-------- Given data --------

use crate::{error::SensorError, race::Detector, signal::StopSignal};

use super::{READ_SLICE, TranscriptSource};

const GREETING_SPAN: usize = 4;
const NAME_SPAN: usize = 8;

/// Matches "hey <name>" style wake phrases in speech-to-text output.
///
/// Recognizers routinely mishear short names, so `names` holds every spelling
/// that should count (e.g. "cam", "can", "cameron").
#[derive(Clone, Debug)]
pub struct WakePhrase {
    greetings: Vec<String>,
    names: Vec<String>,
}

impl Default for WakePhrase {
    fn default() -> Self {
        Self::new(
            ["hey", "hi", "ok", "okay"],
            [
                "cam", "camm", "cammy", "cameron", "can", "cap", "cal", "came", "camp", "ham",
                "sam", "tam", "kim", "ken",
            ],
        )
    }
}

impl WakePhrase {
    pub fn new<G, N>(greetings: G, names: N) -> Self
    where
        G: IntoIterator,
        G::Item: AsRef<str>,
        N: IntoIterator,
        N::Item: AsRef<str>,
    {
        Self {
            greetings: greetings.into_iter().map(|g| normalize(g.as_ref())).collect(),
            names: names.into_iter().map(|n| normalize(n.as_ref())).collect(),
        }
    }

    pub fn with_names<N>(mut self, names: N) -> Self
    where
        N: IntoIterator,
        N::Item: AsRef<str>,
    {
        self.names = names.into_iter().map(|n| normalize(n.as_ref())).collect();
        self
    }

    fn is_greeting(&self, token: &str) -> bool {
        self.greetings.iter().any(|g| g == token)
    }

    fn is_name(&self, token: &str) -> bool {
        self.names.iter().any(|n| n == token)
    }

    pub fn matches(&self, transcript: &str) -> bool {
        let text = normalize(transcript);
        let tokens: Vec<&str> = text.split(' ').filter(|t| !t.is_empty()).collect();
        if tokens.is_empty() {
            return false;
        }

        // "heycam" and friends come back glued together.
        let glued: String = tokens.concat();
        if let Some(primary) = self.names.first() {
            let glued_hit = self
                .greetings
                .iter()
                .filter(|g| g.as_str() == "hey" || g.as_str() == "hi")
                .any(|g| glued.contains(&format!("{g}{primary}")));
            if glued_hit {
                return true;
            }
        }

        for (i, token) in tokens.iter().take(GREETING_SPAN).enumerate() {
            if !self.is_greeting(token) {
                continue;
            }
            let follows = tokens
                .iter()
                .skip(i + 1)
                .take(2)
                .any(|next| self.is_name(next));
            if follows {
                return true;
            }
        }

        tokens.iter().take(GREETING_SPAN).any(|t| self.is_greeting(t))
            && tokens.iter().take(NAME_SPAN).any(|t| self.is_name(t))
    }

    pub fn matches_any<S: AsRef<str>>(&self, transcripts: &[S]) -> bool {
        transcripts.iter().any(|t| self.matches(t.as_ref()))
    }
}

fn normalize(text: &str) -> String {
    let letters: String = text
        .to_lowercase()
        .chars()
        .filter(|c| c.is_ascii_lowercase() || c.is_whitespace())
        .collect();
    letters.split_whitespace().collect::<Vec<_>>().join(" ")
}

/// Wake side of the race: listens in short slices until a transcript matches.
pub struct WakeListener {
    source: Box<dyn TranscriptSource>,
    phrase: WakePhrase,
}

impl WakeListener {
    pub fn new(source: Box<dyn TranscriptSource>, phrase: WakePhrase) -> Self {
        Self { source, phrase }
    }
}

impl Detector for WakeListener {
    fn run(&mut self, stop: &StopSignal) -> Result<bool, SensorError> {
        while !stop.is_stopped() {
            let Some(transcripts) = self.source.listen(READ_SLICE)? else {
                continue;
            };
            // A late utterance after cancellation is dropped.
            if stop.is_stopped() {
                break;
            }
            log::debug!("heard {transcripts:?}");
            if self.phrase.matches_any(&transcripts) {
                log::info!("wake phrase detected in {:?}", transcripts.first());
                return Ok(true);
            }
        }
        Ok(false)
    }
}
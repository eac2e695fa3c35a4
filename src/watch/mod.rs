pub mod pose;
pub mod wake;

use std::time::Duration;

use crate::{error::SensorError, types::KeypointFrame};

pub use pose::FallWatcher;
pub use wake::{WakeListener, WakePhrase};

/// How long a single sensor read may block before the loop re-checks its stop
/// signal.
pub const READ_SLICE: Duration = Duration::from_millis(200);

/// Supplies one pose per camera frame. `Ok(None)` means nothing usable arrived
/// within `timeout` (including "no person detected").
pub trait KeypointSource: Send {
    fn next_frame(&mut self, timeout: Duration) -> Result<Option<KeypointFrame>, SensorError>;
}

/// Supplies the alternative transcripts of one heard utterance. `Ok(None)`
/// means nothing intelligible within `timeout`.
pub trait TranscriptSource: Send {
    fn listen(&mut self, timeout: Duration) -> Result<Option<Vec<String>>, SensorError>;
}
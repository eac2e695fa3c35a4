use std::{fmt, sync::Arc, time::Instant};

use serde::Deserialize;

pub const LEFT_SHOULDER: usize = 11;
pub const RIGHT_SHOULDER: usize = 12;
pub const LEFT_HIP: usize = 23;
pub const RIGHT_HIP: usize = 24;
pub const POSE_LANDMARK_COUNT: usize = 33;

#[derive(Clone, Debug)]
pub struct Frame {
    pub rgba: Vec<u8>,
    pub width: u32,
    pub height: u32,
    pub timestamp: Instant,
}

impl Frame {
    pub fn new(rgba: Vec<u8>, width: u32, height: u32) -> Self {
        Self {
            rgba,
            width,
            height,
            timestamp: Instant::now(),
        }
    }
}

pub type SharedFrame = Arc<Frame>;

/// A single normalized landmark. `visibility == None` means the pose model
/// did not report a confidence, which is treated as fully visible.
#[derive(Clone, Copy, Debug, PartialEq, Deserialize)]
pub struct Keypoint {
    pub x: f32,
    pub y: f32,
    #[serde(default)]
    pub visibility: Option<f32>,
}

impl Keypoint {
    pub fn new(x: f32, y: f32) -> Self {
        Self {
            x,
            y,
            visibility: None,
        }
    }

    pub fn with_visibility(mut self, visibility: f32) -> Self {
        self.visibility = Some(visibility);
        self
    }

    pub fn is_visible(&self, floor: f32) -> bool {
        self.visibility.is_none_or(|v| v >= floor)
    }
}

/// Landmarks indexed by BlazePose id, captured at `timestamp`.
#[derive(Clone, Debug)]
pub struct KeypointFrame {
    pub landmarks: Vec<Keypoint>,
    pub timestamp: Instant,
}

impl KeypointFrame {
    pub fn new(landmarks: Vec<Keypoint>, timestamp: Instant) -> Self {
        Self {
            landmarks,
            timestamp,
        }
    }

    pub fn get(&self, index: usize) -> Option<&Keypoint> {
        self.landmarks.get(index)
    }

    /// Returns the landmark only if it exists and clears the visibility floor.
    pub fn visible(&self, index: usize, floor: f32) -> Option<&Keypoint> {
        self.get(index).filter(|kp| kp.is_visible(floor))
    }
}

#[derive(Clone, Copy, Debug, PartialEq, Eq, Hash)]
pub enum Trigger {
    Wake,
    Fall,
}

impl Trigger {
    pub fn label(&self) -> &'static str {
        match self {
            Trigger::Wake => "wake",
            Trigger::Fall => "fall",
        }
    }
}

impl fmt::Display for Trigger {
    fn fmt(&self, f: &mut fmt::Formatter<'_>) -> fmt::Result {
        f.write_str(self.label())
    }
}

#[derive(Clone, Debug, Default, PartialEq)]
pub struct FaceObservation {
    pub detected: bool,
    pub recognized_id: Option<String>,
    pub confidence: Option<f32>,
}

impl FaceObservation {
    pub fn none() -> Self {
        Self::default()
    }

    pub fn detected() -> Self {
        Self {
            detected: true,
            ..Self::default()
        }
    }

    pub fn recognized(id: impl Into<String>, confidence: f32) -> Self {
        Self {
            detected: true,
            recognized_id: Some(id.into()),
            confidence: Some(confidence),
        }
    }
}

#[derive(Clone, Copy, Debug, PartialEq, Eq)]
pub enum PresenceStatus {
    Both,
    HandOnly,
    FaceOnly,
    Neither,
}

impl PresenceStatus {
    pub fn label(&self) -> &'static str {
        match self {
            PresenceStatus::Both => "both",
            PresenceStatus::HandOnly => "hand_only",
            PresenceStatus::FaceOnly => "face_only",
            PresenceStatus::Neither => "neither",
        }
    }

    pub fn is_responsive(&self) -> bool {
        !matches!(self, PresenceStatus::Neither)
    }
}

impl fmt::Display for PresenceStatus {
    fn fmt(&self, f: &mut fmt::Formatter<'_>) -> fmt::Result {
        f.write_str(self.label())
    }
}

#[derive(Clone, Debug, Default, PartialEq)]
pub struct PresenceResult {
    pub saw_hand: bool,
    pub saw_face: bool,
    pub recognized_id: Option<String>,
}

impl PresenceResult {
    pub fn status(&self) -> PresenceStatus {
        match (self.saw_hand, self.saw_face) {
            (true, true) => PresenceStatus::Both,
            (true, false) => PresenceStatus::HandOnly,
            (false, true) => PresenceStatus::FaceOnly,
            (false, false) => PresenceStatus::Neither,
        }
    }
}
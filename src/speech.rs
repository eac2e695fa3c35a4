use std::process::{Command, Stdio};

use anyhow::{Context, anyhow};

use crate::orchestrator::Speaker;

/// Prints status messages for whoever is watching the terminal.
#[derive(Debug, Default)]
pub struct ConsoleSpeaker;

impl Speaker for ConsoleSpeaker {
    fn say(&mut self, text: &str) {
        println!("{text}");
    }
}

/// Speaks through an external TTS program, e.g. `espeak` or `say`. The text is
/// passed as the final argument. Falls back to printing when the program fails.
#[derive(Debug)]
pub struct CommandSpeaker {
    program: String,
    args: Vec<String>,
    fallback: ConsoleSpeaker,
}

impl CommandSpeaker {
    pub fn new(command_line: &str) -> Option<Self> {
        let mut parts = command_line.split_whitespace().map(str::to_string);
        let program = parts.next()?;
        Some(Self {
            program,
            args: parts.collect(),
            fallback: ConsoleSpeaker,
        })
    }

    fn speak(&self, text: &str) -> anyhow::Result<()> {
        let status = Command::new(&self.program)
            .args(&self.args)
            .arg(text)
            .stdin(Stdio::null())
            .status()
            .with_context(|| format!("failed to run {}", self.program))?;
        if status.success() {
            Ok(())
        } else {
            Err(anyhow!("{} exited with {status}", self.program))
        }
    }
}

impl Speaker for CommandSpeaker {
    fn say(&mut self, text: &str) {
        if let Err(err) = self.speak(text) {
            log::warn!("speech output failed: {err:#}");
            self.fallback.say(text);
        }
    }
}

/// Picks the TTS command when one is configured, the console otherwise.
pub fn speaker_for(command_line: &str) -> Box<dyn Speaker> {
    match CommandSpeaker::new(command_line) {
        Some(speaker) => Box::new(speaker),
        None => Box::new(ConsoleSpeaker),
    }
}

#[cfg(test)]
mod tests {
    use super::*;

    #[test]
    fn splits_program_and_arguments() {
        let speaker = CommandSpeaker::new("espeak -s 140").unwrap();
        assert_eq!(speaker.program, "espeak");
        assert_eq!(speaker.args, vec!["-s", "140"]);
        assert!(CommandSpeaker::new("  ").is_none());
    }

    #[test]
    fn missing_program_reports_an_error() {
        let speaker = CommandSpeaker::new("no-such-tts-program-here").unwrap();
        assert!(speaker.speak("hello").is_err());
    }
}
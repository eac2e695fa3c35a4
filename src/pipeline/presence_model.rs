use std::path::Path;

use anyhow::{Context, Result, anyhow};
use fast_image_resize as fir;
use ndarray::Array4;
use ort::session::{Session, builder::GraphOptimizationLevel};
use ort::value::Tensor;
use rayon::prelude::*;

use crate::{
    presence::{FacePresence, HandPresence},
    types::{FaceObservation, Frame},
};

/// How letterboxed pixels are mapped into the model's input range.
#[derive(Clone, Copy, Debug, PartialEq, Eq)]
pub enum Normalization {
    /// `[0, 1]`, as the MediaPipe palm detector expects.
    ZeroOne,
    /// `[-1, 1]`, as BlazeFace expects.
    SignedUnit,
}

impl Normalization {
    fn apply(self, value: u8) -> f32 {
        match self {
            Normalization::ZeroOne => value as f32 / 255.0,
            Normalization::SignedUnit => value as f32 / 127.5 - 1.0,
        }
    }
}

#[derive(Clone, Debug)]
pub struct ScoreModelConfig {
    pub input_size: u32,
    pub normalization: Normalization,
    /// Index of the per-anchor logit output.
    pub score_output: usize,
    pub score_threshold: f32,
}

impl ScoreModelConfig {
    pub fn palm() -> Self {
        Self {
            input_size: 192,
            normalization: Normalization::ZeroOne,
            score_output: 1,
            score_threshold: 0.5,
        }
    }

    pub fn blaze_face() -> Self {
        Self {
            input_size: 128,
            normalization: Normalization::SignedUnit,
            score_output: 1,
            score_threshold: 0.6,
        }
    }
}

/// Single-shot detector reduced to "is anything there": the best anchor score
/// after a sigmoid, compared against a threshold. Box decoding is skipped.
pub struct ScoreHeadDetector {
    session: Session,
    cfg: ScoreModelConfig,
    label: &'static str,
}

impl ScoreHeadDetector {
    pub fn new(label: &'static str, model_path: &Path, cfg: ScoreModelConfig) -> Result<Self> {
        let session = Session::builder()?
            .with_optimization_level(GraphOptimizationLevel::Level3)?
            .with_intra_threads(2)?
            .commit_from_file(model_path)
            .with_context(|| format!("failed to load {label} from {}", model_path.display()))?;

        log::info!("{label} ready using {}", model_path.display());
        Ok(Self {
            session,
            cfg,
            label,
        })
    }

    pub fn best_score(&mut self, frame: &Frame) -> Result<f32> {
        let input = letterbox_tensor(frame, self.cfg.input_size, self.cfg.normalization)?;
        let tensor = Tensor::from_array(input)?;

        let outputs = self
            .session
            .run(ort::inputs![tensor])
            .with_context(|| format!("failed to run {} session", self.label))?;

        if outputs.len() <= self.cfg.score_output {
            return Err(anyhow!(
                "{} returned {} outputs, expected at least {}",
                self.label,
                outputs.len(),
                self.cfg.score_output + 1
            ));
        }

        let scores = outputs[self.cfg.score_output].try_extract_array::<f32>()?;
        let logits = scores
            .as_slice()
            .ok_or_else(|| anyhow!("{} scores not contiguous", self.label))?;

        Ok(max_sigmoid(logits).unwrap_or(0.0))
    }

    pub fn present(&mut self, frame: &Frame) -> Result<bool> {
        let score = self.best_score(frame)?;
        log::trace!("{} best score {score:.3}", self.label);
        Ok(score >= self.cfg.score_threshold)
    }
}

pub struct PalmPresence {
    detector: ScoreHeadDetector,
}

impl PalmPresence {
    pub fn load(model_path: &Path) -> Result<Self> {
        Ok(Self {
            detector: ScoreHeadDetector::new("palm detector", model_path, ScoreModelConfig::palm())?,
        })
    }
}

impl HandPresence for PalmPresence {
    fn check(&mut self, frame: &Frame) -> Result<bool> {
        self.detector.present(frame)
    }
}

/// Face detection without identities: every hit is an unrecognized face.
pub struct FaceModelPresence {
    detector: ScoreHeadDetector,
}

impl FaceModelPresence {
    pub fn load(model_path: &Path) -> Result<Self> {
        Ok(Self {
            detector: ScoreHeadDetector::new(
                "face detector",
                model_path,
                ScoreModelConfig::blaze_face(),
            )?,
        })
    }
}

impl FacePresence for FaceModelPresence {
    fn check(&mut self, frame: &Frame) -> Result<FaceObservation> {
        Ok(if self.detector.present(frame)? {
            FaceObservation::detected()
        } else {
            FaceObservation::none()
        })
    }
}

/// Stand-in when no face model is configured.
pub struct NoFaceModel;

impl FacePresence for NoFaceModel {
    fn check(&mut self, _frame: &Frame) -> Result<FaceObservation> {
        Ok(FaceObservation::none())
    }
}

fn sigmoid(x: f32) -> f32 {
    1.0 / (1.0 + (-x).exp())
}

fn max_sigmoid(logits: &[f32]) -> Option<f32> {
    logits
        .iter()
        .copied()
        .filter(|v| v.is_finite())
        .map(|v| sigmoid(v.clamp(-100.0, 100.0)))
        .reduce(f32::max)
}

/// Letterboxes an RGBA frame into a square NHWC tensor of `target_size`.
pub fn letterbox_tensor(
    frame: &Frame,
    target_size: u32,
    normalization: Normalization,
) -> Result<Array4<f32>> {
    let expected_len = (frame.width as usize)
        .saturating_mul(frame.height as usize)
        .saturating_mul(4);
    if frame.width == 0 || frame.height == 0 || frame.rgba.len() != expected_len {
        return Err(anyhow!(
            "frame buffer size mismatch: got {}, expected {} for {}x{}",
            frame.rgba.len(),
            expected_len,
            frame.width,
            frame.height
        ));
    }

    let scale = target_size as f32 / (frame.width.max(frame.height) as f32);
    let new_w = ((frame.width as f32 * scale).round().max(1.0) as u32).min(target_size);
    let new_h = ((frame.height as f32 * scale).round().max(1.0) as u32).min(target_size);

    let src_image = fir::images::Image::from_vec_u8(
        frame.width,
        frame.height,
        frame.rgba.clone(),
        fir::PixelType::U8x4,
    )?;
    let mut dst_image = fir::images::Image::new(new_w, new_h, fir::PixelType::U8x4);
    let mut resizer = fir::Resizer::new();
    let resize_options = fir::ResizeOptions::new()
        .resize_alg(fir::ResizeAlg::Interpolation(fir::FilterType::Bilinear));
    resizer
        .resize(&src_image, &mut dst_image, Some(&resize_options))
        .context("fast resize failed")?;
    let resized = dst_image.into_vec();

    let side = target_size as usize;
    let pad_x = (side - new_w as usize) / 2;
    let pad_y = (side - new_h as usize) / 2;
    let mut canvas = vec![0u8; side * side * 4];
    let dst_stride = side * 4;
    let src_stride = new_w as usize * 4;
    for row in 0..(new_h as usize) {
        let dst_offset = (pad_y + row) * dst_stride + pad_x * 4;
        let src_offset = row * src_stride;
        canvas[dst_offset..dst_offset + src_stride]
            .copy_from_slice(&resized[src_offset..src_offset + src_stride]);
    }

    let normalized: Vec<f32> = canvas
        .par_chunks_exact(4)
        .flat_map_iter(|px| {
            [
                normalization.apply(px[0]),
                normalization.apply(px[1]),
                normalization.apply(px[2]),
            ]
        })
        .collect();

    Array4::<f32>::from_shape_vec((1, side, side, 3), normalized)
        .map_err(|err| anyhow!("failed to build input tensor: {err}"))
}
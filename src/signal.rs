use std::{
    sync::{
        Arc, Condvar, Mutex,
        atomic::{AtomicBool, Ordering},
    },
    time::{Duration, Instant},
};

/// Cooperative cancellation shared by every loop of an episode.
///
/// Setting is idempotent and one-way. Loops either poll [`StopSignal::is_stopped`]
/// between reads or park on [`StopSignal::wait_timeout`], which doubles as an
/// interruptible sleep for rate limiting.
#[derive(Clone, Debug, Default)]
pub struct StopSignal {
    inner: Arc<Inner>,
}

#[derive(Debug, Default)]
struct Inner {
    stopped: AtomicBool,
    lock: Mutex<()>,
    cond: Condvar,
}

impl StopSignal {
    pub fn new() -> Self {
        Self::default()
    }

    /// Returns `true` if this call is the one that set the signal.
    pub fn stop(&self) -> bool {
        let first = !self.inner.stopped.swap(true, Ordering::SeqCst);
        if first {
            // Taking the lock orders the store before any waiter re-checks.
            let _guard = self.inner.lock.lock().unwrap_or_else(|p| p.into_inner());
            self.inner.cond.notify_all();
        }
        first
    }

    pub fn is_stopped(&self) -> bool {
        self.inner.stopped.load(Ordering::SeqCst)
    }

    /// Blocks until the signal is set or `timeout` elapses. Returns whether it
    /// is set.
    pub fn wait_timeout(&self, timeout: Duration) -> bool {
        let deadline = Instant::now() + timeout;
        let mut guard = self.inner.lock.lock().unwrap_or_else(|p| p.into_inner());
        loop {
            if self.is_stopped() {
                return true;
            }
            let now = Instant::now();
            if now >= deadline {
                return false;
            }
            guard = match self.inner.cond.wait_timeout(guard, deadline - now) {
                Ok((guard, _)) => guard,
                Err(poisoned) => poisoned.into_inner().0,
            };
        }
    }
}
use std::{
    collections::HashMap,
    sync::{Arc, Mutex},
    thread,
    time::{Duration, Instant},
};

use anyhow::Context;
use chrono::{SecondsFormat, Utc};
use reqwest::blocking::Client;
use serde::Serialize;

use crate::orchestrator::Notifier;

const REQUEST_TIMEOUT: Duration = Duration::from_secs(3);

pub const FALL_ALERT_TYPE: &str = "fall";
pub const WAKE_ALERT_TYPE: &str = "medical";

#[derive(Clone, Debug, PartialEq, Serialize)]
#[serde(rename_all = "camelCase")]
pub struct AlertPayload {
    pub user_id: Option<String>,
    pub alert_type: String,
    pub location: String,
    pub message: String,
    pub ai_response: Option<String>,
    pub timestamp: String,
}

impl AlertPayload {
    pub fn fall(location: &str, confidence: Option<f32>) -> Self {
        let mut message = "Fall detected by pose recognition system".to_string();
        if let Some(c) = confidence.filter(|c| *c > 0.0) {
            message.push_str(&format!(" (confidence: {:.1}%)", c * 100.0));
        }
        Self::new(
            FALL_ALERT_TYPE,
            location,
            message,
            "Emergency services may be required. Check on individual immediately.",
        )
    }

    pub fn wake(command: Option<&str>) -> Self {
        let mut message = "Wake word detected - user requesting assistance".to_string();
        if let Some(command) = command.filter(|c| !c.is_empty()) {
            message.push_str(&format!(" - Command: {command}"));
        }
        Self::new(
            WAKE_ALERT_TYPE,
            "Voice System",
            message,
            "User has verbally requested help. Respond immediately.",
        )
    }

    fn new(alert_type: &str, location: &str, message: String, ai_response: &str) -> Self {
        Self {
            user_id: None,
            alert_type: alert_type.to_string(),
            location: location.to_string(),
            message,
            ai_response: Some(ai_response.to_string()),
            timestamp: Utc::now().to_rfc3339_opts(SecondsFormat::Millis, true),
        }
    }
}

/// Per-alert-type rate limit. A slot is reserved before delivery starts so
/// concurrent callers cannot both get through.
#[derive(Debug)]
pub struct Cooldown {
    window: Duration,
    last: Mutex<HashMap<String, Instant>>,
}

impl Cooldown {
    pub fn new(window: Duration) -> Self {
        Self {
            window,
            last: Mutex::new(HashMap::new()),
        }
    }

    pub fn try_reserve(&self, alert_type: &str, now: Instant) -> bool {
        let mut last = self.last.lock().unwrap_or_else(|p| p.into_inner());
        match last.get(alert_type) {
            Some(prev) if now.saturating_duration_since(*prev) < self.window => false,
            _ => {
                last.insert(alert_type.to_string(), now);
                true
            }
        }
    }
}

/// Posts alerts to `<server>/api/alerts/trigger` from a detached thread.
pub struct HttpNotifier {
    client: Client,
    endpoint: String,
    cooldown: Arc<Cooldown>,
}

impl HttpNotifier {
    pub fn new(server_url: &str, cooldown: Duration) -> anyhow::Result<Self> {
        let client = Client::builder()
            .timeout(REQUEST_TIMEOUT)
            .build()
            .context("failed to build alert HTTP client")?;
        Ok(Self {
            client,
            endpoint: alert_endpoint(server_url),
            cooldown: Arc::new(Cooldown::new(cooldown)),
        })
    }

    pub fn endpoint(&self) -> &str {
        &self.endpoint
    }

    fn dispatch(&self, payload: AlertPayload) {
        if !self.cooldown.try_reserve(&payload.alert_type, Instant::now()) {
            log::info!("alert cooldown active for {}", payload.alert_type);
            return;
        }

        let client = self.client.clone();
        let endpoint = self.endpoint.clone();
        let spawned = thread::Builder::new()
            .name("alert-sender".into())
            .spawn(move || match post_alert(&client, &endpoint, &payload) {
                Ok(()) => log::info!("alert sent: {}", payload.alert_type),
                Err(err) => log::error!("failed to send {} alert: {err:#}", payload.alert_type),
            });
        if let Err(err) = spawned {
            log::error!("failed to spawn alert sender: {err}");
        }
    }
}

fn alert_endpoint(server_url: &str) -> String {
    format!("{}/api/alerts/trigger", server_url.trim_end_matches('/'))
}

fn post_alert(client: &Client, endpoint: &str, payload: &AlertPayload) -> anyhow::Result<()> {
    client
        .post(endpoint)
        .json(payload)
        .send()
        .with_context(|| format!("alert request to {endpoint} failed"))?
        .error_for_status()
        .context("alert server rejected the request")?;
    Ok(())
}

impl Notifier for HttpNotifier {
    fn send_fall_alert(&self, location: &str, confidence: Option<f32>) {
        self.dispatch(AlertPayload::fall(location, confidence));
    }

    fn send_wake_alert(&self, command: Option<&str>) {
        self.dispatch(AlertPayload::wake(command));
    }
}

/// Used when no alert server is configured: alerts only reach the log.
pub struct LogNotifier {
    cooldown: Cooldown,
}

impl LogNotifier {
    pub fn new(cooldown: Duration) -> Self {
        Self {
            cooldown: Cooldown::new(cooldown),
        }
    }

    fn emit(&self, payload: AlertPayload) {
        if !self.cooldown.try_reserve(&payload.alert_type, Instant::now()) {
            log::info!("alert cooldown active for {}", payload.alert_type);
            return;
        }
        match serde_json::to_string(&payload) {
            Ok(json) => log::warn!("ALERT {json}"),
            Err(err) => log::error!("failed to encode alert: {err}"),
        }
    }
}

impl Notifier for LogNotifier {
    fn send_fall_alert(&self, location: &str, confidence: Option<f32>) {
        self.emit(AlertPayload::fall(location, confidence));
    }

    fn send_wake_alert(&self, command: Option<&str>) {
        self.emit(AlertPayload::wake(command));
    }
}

--------

▶ Activity
The answer must be every line of the data that contains the word "expects".

▶ Task answer
    /// `[0, 1]`, as the MediaPipe palm detector expects.
    /// `[-1, 1]`, as BlazeFace expects.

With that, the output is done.